Contoh : kalimat Ali ( عَلِيٌّ ) mengalami perubahan harokat huruf akhirnya bila pe-nempatannya berbeda dalam jumlah, seperti :
حَضَرَ عَلِيٌّ – رَأَيْتُ عَلِيًّا – وَثَـقْتُ بِعَلِيٍّ
kalimat Hadza ( هذَا ) tidak mengalami perubahan harokat huruf akhirnya walaupun ditempatkan di mana saja, seperti :
هذَا رَجُلٌ – رَأَيْتُ هذَا الرَّجُلَ
وَثِـقْتُ بِهذَا الرَّجُلِِ

1.2. Mabahits Ilmu Nahwu
Ruang lingkup Mabahits/pembahasan Ilmu Nahwu meliputi 3 aspek yaitu : Kalimat, Jumlah dan Syibhu Jumlah .

1.2.1. Kalimat
a. Ta’rif Kalimat
Ta’rif /definisi kalimat dalam Bahasa Arab tidak sama dengan ta’rif kalimat dalam Bahasa Indonesia. Dalam Bahasa Indonesia, kalimat adalah kumpulan dua kata atau lebih yang menunjukan kepada suatu makna/maksud. Sedangkan dalam Bahasa Arab, yang dimaksud kalimat adalah sebuah kata atau lafazh yang menunjukan kepada satu arti.
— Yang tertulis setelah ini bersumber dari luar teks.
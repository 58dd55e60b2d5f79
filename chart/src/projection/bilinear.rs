use super::{parse_coefficients, ProjectionError};
use crate::{lonlat::normal_lon, LatLon, PixelPoint};

/// Bilinear georeference: an affine transform plus a cross term, for charts whose scans are slightly warped.
///
/// Both directions are fit offline and persisted; the reverse is never derived from the forward coefficients.
#[derive(Clone, Debug)]
pub struct BilinearProjection {
	/// `lon = a*x + c*y + e + g*x*y`, `lat = b*x + d*y + f + h*x*y`
	to_lat_lon: [f64; 8],
	/// `x = a*lon + c*lat + e + g*lon*lat`, `y = b*lon + d*lat + f + h*lon*lat`
	to_pixel: [f64; 8],
}

impl BilinearProjection {
	pub fn new(to_lat_lon: [f64; 8], to_pixel: [f64; 8]) -> Self { Self { to_lat_lon, to_pixel } }

	/// From the sixteen persisted coefficients: pixel -> lat/lon first, then lat/lon -> pixel.
	pub fn from_csv_fields(fields: &[&str]) -> Result<Self, ProjectionError> {
		let all: [f64; 16] = parse_coefficients(fields)?;
		let mut to_lat_lon = [0.0; 8];
		let mut to_pixel = [0.0; 8];
		to_lat_lon.copy_from_slice(&all[..8]);
		to_pixel.copy_from_slice(&all[8..]);
		Ok(Self::new(to_lat_lon, to_pixel))
	}

	pub fn lat_lon_to_pixel(&self, pos: LatLon) -> PixelPoint {
		let (x, y) = Self::eval(&self.to_pixel, pos.lon, pos.lat);
		PixelPoint { x, y }
	}

	pub fn pixel_to_lat_lon(&self, pixel: PixelPoint) -> LatLon {
		let (lon, lat) = Self::eval(&self.to_lat_lon, pixel.x, pixel.y);
		LatLon {
			lat,
			lon: normal_lon(lon),
		}
	}

	fn eval(k: &[f64; 8], u: f64, v: f64) -> (f64, f64) {
		let [a, b, c, d, e, f, g, h] = *k;
		let uv = u * v;
		(a * u + c * v + e + g * uv, b * u + d * v + f + h * uv)
	}
}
Misalnya: Ali adalah sebuah kata dalam Bahasa Indonesia dan disebut satu kalimat dalam Bahasa Arab.
Dengan pengertian lain ;
“sebuah kalimat dalam Bahasa Arab adalah sebuah kata dalam Bahasa Indonesia.”

Ta’rif kalimat adalah :
لَفْظٌ مُفْرَدٌ يَدُلُّ عَلَى مَعْنًى
Lafazh mufrad yang menunjukan kepada suatu arti
Kalimat dalam Bahasa Arab bisa terdiri dari satu huruf Mabani / Hijaiyyah atau lebih.
Seperti dalam surat al-Fatihah ayat 1 :
بِسْمِ اللهِ الرَّحْمنِ الرَّحِيْمِ
Ayat di atas terdiri dari 5 buah kalimat, yaitu ;
بِ : satu kalimat dalam B.Arab
اسْمِ : satu kalimat dalam B.Arab
الرَّحْمنِ : satu kalimat dalam B.Arab
اللهِ : satu kalimat dalam B.Arab
الرَّحِيْمِ : satu kalimat dalam B.Arab

b. Aqsam Kalimat
Kalimat dalam bahasa Arab terbagi kepada 3 macam :

b.1. Huruf Ma’ani
Dinamakan demikian karena huruf-huruf tersebut mempunyai arti atau makna, berbeda dengan Huruf Mabani/Huruf Hija’iyyah yang tidak mempunyai arti. Dalam Bahasa Indonesia huruf Ma’ani disebut kata sambung / penghubung.

Ta’rif huruf Ma’ani :
كَلِمَةٌ تَدُلُّ عَلَى مَعْنًى غَيْرِ وَاضِحٍ قَصْدُهَا إِلاَّ وُضِعَتْ مَعَ غَيْرِهَا
Kalimat yang menunjukkan kepada suatu arti yang belum jelas maksudnya, kecuali dirangkaian bersama yang lainnya.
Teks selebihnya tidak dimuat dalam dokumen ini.